Items from a data source »
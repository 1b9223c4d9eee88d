//! Reference binding.
//!
//! Determines whether (and how well) an argument binds to a reference
//! parameter: direct binding for reference-compatible types, temporary
//! materialization for const lvalue references and rvalue references, and
//! the [`ReferenceBinding`] record used later as a tie-break.

use cxxsema_core::{Argument, DataType, Qualifiers, RefKind, ValueCategory};
use cxxsema_registry::TypeRegistry;

use crate::cost::{ConversionCost, Rank, ReferenceBinding, SequenceCost};

use super::standard::{standard_conversion, widen_qualifiers};

/// Find a binding of `arg` to the reference type `target`.
pub fn bind_reference(
    arg: &Argument,
    target: &DataType,
    registry: &TypeRegistry,
) -> ConversionCost {
    debug_assert!(target.is_reference());
    let inner = target.referenced();
    let source = arg.data_type;

    let direct_allowed = match target.ref_kind {
        // A non-const lvalue reference needs an lvalue; a const one also
        // accepts rvalues.
        RefKind::Lvalue => {
            arg.value_category == ValueCategory::Lvalue || is_const_not_volatile(&inner)
        }
        RefKind::Rvalue => arg.value_category.is_rvalue(),
        RefKind::None => unreachable!("bind_reference requires a reference target"),
    };

    if direct_allowed {
        if let Some(mut cost) = direct_binding(arg, target, &inner, registry) {
            cost.set_reference_binding(direct_binding_kind(target, arg));
            return cost.into();
        }
    }

    // No direct binding; const lvalue references and rvalue references can
    // bind a converted temporary instead.
    if !can_bind_temporary(target) {
        return ConversionCost::NoConversion;
    }
    // An rvalue reference never binds an lvalue of a reference-related
    // type, not even through a temporary.
    if target.ref_kind == RefKind::Rvalue
        && arg.value_category == ValueCategory::Lvalue
        && reference_related(&source, &inner, registry)
    {
        return ConversionCost::NoConversion;
    }

    match standard_conversion(arg, &inner.without_top_quals(), registry) {
        ConversionCost::Sequence(mut cost) => {
            cost.set_reference_binding(temporary_binding_kind(target));
            cost.into()
        }
        ConversionCost::NoConversion => ConversionCost::NoConversion,
    }
}

/// Direct binding for reference-compatible types: same shape, or a class
/// whose base the reference names, with qualifiers only widening.
fn direct_binding(
    arg: &Argument,
    target: &DataType,
    inner: &DataType,
    registry: &TypeRegistry,
) -> Option<SequenceCost> {
    let source = arg.data_type;

    if source.same_shape(inner) {
        let mut cost = SequenceCost::new(source, *target, Rank::Identity);
        cost.set_constant_value(arg.constant);
        widen_qualifiers(&source, inner, false, &mut cost).then_some(cost)
    } else if source.indirection == 0 && inner.indirection == 0 {
        let distance = registry
            .inheritance_distance(source.type_hash, inner.type_hash)
            .filter(|&d| d > 0)?;
        let mut cost = SequenceCost::new(source, *target, Rank::Conversion);
        cost.set_inheritance_distance(distance);
        widen_qualifiers(&source, inner, false, &mut cost).then_some(cost)
    } else {
        None
    }
}

fn direct_binding_kind(target: &DataType, arg: &Argument) -> ReferenceBinding {
    match target.ref_kind {
        RefKind::Lvalue => ReferenceBinding::LvalueRef,
        RefKind::Rvalue if arg.value_category.is_rvalue() => {
            ReferenceBinding::RvalueRefBindsRvalue
        }
        RefKind::Rvalue => ReferenceBinding::OtherRef,
        RefKind::None => ReferenceBinding::NoRef,
    }
}

/// The binding kind when a materialized temporary is bound: the temporary
/// is an rvalue, so an rvalue reference still binds an rvalue.
pub(crate) fn temporary_binding_kind(target: &DataType) -> ReferenceBinding {
    match target.ref_kind {
        RefKind::Lvalue => ReferenceBinding::LvalueRef,
        RefKind::Rvalue => ReferenceBinding::RvalueRefBindsRvalue,
        RefKind::None => ReferenceBinding::NoRef,
    }
}

/// Whether the reference can bind a materialized temporary at all.
pub(crate) fn can_bind_temporary(target: &DataType) -> bool {
    match target.ref_kind {
        RefKind::Lvalue => is_const_not_volatile(&target.referenced()),
        RefKind::Rvalue => true,
        RefKind::None => false,
    }
}

fn is_const_not_volatile(inner: &DataType) -> bool {
    let quals = inner.quals_at(0);
    quals.contains(Qualifiers::CONST) && !quals.contains(Qualifiers::VOLATILE)
}

fn reference_related(source: &DataType, inner: &DataType, registry: &TypeRegistry) -> bool {
    source.same_shape(inner)
        || (source.indirection == 0
            && inner.indirection == 0
            && registry
                .inheritance_distance(source.type_hash, inner.type_hash)
                .is_some())
}

#[cfg(test)]
mod tests {
    use super::*;
    use cxxsema_core::{ClassEntry, builtins};

    fn registry() -> TypeRegistry {
        TypeRegistry::with_builtins()
    }

    fn int_ty() -> DataType {
        DataType::simple(builtins::INT)
    }

    #[test]
    fn lvalue_binds_lvalue_reference() {
        let registry = registry();
        let cost = bind_reference(
            &Argument::lvalue(int_ty()),
            &int_ty().lvalue_ref_to(),
            &registry,
        );
        assert_eq!(cost.rank(), Rank::Identity);
        assert_eq!(cost.reference_binding(), ReferenceBinding::LvalueRef);
    }

    #[test]
    fn rvalue_does_not_bind_mutable_lvalue_reference() {
        let registry = registry();
        let cost = bind_reference(
            &Argument::rvalue(int_ty()),
            &int_ty().lvalue_ref_to(),
            &registry,
        );
        assert!(!cost.converts());
    }

    #[test]
    fn rvalue_binds_const_lvalue_reference() {
        let registry = registry();
        let target = DataType::with_const(builtins::INT).lvalue_ref_to();
        let cost = bind_reference(&Argument::rvalue(int_ty()), &target, &registry);
        assert_eq!(cost.rank(), Rank::Identity);
        assert_eq!(cost.reference_binding(), ReferenceBinding::LvalueRef);
        // binding T to const T & widened the top level
        assert_eq!(cost.qualification_adjustments(), 0b001);
    }

    #[test]
    fn const_lvalue_does_not_bind_mutable_reference() {
        let registry = registry();
        let arg = Argument::lvalue(DataType::with_const(builtins::INT));
        let cost = bind_reference(&arg, &int_ty().lvalue_ref_to(), &registry);
        assert!(!cost.converts());
    }

    #[test]
    fn rvalue_binds_rvalue_reference() {
        let registry = registry();
        let cost = bind_reference(
            &Argument::rvalue(int_ty()),
            &int_ty().rvalue_ref_to(),
            &registry,
        );
        assert_eq!(cost.rank(), Rank::Identity);
        assert_eq!(
            cost.reference_binding(),
            ReferenceBinding::RvalueRefBindsRvalue
        );
    }

    #[test]
    fn xvalue_binds_rvalue_reference() {
        let registry = registry();
        let cost = bind_reference(
            &Argument::xvalue(int_ty()),
            &int_ty().rvalue_ref_to(),
            &registry,
        );
        assert_eq!(
            cost.reference_binding(),
            ReferenceBinding::RvalueRefBindsRvalue
        );
    }

    #[test]
    fn lvalue_never_binds_rvalue_reference_of_same_type() {
        let registry = registry();
        let cost = bind_reference(
            &Argument::lvalue(int_ty()),
            &int_ty().rvalue_ref_to(),
            &registry,
        );
        assert!(!cost.converts());
    }

    #[test]
    fn converted_temporary_binds_const_lvalue_reference() {
        // const double & d = some_int;
        let registry = registry();
        let target = DataType::with_const(builtins::DOUBLE).lvalue_ref_to();
        let cost = bind_reference(&Argument::lvalue(int_ty()), &target, &registry);
        assert_eq!(cost.rank(), Rank::Conversion);
        assert_eq!(cost.reference_binding(), ReferenceBinding::LvalueRef);
    }

    #[test]
    fn converted_temporary_binds_rvalue_reference() {
        // double && d = some_int;  (materializes a double temporary)
        let registry = registry();
        let target = DataType::simple(builtins::DOUBLE).rvalue_ref_to();
        let cost = bind_reference(&Argument::lvalue(int_ty()), &target, &registry);
        assert_eq!(cost.rank(), Rank::Conversion);
        assert_eq!(
            cost.reference_binding(),
            ReferenceBinding::RvalueRefBindsRvalue
        );
    }

    #[test]
    fn temporary_does_not_bind_mutable_lvalue_reference() {
        // double & d = some_int;  is ill-formed
        let registry = registry();
        let target = DataType::simple(builtins::DOUBLE).lvalue_ref_to();
        let cost = bind_reference(&Argument::lvalue(int_ty()), &target, &registry);
        assert!(!cost.converts());
    }

    #[test]
    fn derived_lvalue_binds_base_reference_with_distance() {
        let mut registry = registry();
        let base = registry.register_type(ClassEntry::new("Shape").into()).unwrap();
        let derived = registry
            .register_type(ClassEntry::new("Circle").with_base(base).into())
            .unwrap();

        let target = DataType::with_const(base).lvalue_ref_to();
        let cost = bind_reference(&Argument::lvalue(DataType::simple(derived)), &target, &registry);
        assert_eq!(cost.rank(), Rank::Conversion);
        assert_eq!(cost.inheritance_distance(), 1);
        assert_eq!(cost.reference_binding(), ReferenceBinding::LvalueRef);
    }

    #[test]
    fn derived_lvalue_never_binds_base_rvalue_reference() {
        let mut registry = registry();
        let base = registry.register_type(ClassEntry::new("Shape").into()).unwrap();
        let derived = registry
            .register_type(ClassEntry::new("Circle").with_base(base).into())
            .unwrap();

        let target = DataType::simple(base).rvalue_ref_to();
        let cost = bind_reference(&Argument::lvalue(DataType::simple(derived)), &target, &registry);
        assert!(!cost.converts());
    }
}
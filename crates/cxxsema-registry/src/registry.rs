//! TypeRegistry - unified type and function storage.
//!
//! All type entries are stored in a single map keyed by [`TypeHash`], and
//! all functions (free functions, methods, constructors, conversion
//! operators) in a second map. Class entries reference their member
//! functions by hash into the function map.
//!
//! # Thread Safety
//!
//! `TypeRegistry` is not thread-safe by design. The usage pattern is a
//! registration phase (single-threaded population) followed by a read-only
//! query phase during analysis. An analysis pass owns its registry; nothing
//! is shared between concurrent passes.

use rustc_hash::{FxHashMap, FxHashSet};

use cxxsema_core::{
    BasicEntry, BasicKind, FunctionEntry, RegistrationError, TypeEntry, TypeHash, builtins,
};

/// Unified type and function registry.
///
/// # Example
///
/// ```
/// use cxxsema_registry::TypeRegistry;
/// use cxxsema_core::{ClassEntry, builtins};
///
/// let mut registry = TypeRegistry::with_builtins();
/// assert!(registry.get_type(builtins::INT).is_some());
///
/// let shape = ClassEntry::new("Shape");
/// let shape_hash = shape.type_hash;
/// registry.register_type(shape.into()).unwrap();
/// assert!(registry.get_type(shape_hash).is_some());
/// ```
#[derive(Debug, Default)]
pub struct TypeRegistry {
    /// Types by hash.
    types: FxHashMap<TypeHash, TypeEntry>,
    /// Functions by hash.
    functions: FxHashMap<TypeHash, FunctionEntry>,
}

impl TypeRegistry {
    /// An empty registry.
    pub fn new() -> Self {
        Self::default()
    }

    /// A registry pre-populated with the C++ fundamental types.
    pub fn with_builtins() -> Self {
        let mut registry = Self::new();
        registry.register_all_builtins();
        registry
    }

    /// Register every fundamental type. Idempotent only on a fresh registry.
    pub fn register_all_builtins(&mut self) {
        let entries: [(&str, TypeHash, Option<BasicKind>); 17] = [
            ("void", builtins::VOID, None),
            ("bool", builtins::BOOL, Some(BasicKind::Bool)),
            ("char", builtins::CHAR, Some(BasicKind::Char)),
            ("signed char", builtins::SCHAR, Some(BasicKind::SignedChar)),
            ("unsigned char", builtins::UCHAR, Some(BasicKind::UnsignedChar)),
            ("short", builtins::SHORT, Some(BasicKind::Short)),
            ("unsigned short", builtins::USHORT, Some(BasicKind::UnsignedShort)),
            ("int", builtins::INT, Some(BasicKind::Int)),
            ("unsigned int", builtins::UINT, Some(BasicKind::UnsignedInt)),
            ("long", builtins::LONG, Some(BasicKind::Long)),
            ("unsigned long", builtins::ULONG, Some(BasicKind::UnsignedLong)),
            ("long long", builtins::LONG_LONG, Some(BasicKind::LongLong)),
            (
                "unsigned long long",
                builtins::ULONG_LONG,
                Some(BasicKind::UnsignedLongLong),
            ),
            ("float", builtins::FLOAT, Some(BasicKind::Float)),
            ("double", builtins::DOUBLE, Some(BasicKind::Double)),
            ("long double", builtins::LONG_DOUBLE, Some(BasicKind::LongDouble)),
            ("std::nullptr_t", builtins::NULLPTR, None),
        ];
        for (name, hash, kind) in entries {
            self.types
                .insert(hash, BasicEntry::new(name, hash, kind).into());
        }
    }

    /// Register a type entry.
    pub fn register_type(&mut self, entry: TypeEntry) -> Result<TypeHash, RegistrationError> {
        let hash = entry.type_hash();
        if self.types.contains_key(&hash) {
            return Err(RegistrationError::DuplicateType {
                name: entry.name().to_string(),
            });
        }
        self.types.insert(hash, entry);
        Ok(hash)
    }

    /// Register a function entry.
    pub fn register_function(
        &mut self,
        entry: FunctionEntry,
    ) -> Result<TypeHash, RegistrationError> {
        let hash = entry.def.func_hash;
        if self.functions.contains_key(&hash) {
            return Err(RegistrationError::DuplicateFunction {
                name: entry.def.name.clone(),
            });
        }
        self.functions.insert(hash, entry);
        Ok(hash)
    }

    /// Look up a type by hash.
    pub fn get_type(&self, hash: TypeHash) -> Option<&TypeEntry> {
        self.types.get(&hash)
    }

    /// Look up a function by hash.
    pub fn get_function(&self, hash: TypeHash) -> Option<&FunctionEntry> {
        self.functions.get(&hash)
    }

    /// Readable name for a type hash, falling back to the hash itself.
    pub fn type_name(&self, hash: TypeHash) -> String {
        self.get_type(hash)
            .map(|e| e.name().to_string())
            .unwrap_or_else(|| format!("{}", hash))
    }

    /// Base-class distance from `derived` to `base`.
    ///
    /// Breadth-first over the direct-base lists, so with multiple
    /// inheritance the shortest path wins. `Some(0)` when the hashes are
    /// equal, `Some(n)` for n inheritance hops, `None` when unrelated.
    pub fn inheritance_distance(&self, derived: TypeHash, base: TypeHash) -> Option<u16> {
        if derived == base {
            return Some(0);
        }
        let mut visited = FxHashSet::default();
        visited.insert(derived);
        let mut frontier = vec![derived];
        let mut distance: u16 = 0;
        while !frontier.is_empty() {
            distance = distance.checked_add(1)?;
            let mut next = Vec::new();
            for hash in frontier {
                let class = self.get_type(hash).and_then(|t| t.as_class());
                let Some(class) = class else { continue };
                for &parent in &class.bases {
                    if parent == base {
                        return Some(distance);
                    }
                    if visited.insert(parent) {
                        next.push(parent);
                    }
                }
            }
            frontier = next;
        }
        None
    }
}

EXERCISE INSTRUCTIONS » Among the records above, only the lines between the line holding "binds an rvalue." and the line holding "bind_reference(&Argument::rvalue(int_ty()), &target, &registry);", inclusive, are to be output, exactly as written.

TASK ANSWER »
/// is an rvalue, so an rvalue reference still binds an rvalue.
pub(crate) fn temporary_binding_kind(target: &DataType) -> ReferenceBinding {
    match target.ref_kind {
        RefKind::Lvalue => ReferenceBinding::LvalueRef,
        RefKind::Rvalue => ReferenceBinding::RvalueRefBindsRvalue,
        RefKind::None => ReferenceBinding::NoRef,
    }
}

/// Whether the reference can bind a materialized temporary at all.
pub(crate) fn can_bind_temporary(target: &DataType) -> bool {
    match target.ref_kind {
        RefKind::Lvalue => is_const_not_volatile(&target.referenced()),
        RefKind::Rvalue => true,
        RefKind::None => false,
    }
}

fn is_const_not_volatile(inner: &DataType) -> bool {
    let quals = inner.quals_at(0);
    quals.contains(Qualifiers::CONST) && !quals.contains(Qualifiers::VOLATILE)
}

fn reference_related(source: &DataType, inner: &DataType, registry: &TypeRegistry) -> bool {
    source.same_shape(inner)
        || (source.indirection == 0
            && inner.indirection == 0
            && registry
                .inheritance_distance(source.type_hash, inner.type_hash)
                .is_some())
}

#[cfg(test)]
mod tests {
    use super::*;
    use cxxsema_core::{ClassEntry, builtins};

    fn registry() -> TypeRegistry {
        TypeRegistry::with_builtins()
    }

    fn int_ty() -> DataType {
        DataType::simple(builtins::INT)
    }

    #[test]
    fn lvalue_binds_lvalue_reference() {
        let registry = registry();
        let cost = bind_reference(
            &Argument::lvalue(int_ty()),
            &int_ty().lvalue_ref_to(),
            &registry,
        );
        assert_eq!(cost.rank(), Rank::Identity);
        assert_eq!(cost.reference_binding(), ReferenceBinding::LvalueRef);
    }

    #[test]
    fn rvalue_does_not_bind_mutable_lvalue_reference() {
        let registry = registry();
        let cost = bind_reference(
            &Argument::rvalue(int_ty()),
            &int_ty().lvalue_ref_to(),
            &registry,
        );
        assert!(!cost.converts());
    }

    #[test]
    fn rvalue_binds_const_lvalue_reference() {
        let registry = registry();
        let target = DataType::with_const(builtins::INT).lvalue_ref_to();
        let cost = bind_reference(&Argument::rvalue(int_ty()), &target, &registry);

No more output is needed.